18 aprile, 2006

Prodi risponda a tono

Editoriale de Il Riformista del 18 Apr

Non ci sono mai piaciuti i soloni stranieri che hanno la ricetta “giusta” per l’Italia e ce la propongono a ogni pie’ sospinto. Questo giornale ha criticato la copertina dell’Economist che voleva «licenziare» Berlusconi non perché non ne condividesse l’obiettivo, ma perché ci disturbava lo stile. Oltre tutto, gli intelligentissimi analisti del più intelligente global magazine non avevano capito granché (come dimostra il risultato elettorale). Oggi possiamo dire altrettanto sull’articolo del Financial Times.

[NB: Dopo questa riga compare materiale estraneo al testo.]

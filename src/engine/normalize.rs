use log::warn;

use crate::domain::{Dataset, Faction, RawRow, Region};

/// Validate raw store rows and order them chronologically.
///
/// Rows with an unknown region or faction, a negative or non-finite score, or a
/// negative rank are dropped. A rank of zero is the "unknown" sentinel and is
/// stored as absent; a row that carries neither a score nor a rank is dropped.
pub fn normalize_rows(rows: Vec<RawRow>) -> Vec<Dataset> {
    let total = rows.len();
    let mut datasets: Vec<Dataset> = rows.into_iter().filter_map(normalize_row).collect();

    let dropped = total - datasets.len();
    if dropped > 0 {
        warn!("Dropped {} of {} malformed snapshot rows", dropped, total);
    }

    datasets.sort_by_key(|d| d.timestamp);
    datasets
}

fn normalize_row(row: RawRow) -> Option<Dataset> {
    let region: Region = row.region.parse().ok()?;
    let faction = parse_faction(row.faction.as_deref())?;

    if !row.score.is_finite() || row.score < 0.0 {
        return None;
    }

    let rank = match row.rank {
        Some(r) if r < 0 => return None,
        Some(r) => u32::try_from(r).ok().filter(|&r| r > 0),
        None => None,
    };

    if row.score == 0.0 && rank.is_none() {
        return None;
    }

    Some(Dataset {
        timestamp: row.timestamp,
        region,
        faction,
        score: row.score,
        rank,
    })
}

/// `Some(None)` for an untagged row, `None` for an unparseable tag
fn parse_faction(faction: Option<&str>) -> Option<Option<Faction>> {
    match faction {
        None | Some("") => Some(None),
        Some(name) => name.parse().ok().map(Some),
    }
}
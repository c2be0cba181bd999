pub mod connection;
pub mod setup;
pub mod snapshots;

pub use connection::{create_memory_pool, create_pool, get_connection, DbConn, DbPool};
pub use snapshots::SqliteSnapshotSource;
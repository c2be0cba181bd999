pub mod import;
pub mod report;
pub mod server;

use anyhow::Result;
use std::sync::Arc;

use crate::config::{load_season_table, AppConfig};
use crate::database::{self, setup::ensure_schema, SqliteSnapshotSource};
use crate::engine::Engine;

/// Engine over the configured SQLite snapshot store
pub fn build_engine(config: &AppConfig) -> Result<Engine> {
    let pool = database::create_pool(&config.server.database_path)?;
    let mut conn = database::get_connection(&pool)?;
    ensure_schema(&mut conn)?;
    drop(conn);

    let seasons = load_season_table(&config.server)?;
    let source = Arc::new(SqliteSnapshotSource::new(pool));

    Ok(Engine::new(seasons, config.engine.clone(), source))
}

Evocare l’Argentina è quanto di più vieto e qualunquista si possa immaginare. Certo poco degno dell’acume di Wolfgang Munchau, acutissimo commentatore dell’FT (che sia detto per inciso appartiene a Pearson, lo stesso editore dell’Economist). Ma se analizziamo la sostanza dell’articolo, su molti punti, purtroppo, ha ragione. Il primo è che questo risultato elettorale è il peggiore possibile. Senza una chiara maggioranza non si capisce come Prodi potrà governare. Un’osservazione lapalissiana, ma vera. Così come quella che oggi non c’è bisogno soltanto di una buona politica congiunturale per acchiappare, almeno per la coda, la ripresa tedesca, ma di profonde riforme strutturali che consentano di recuperare competitività. Munchau osserva che il problema di fondo per l’Italia è «di non essere pronta a una vita nell’Unione monetaria». E non si tratta solo dei parametri di Maastricht. Ma dei parametri dell’economia reale. Ancor più del debito pubblico, inquieta un costo del lavoro cresciuto del 20% rispetto alla Germania e che continua a salire del 3% l’anno. Il taglio del cuneo fiscale proposto da Prodi avrà l’effetto di una svalutazione, quindi potrà favorire il recupero dell’export verso Germania e Francia (dove vanno due terzi dei nostri prodotti). Ma il sollievo è momentaneo. Già dopo un anno tornerà ad emergere lo squilibrio di fondo che s’annida nel sistema produttivo e nei servizi.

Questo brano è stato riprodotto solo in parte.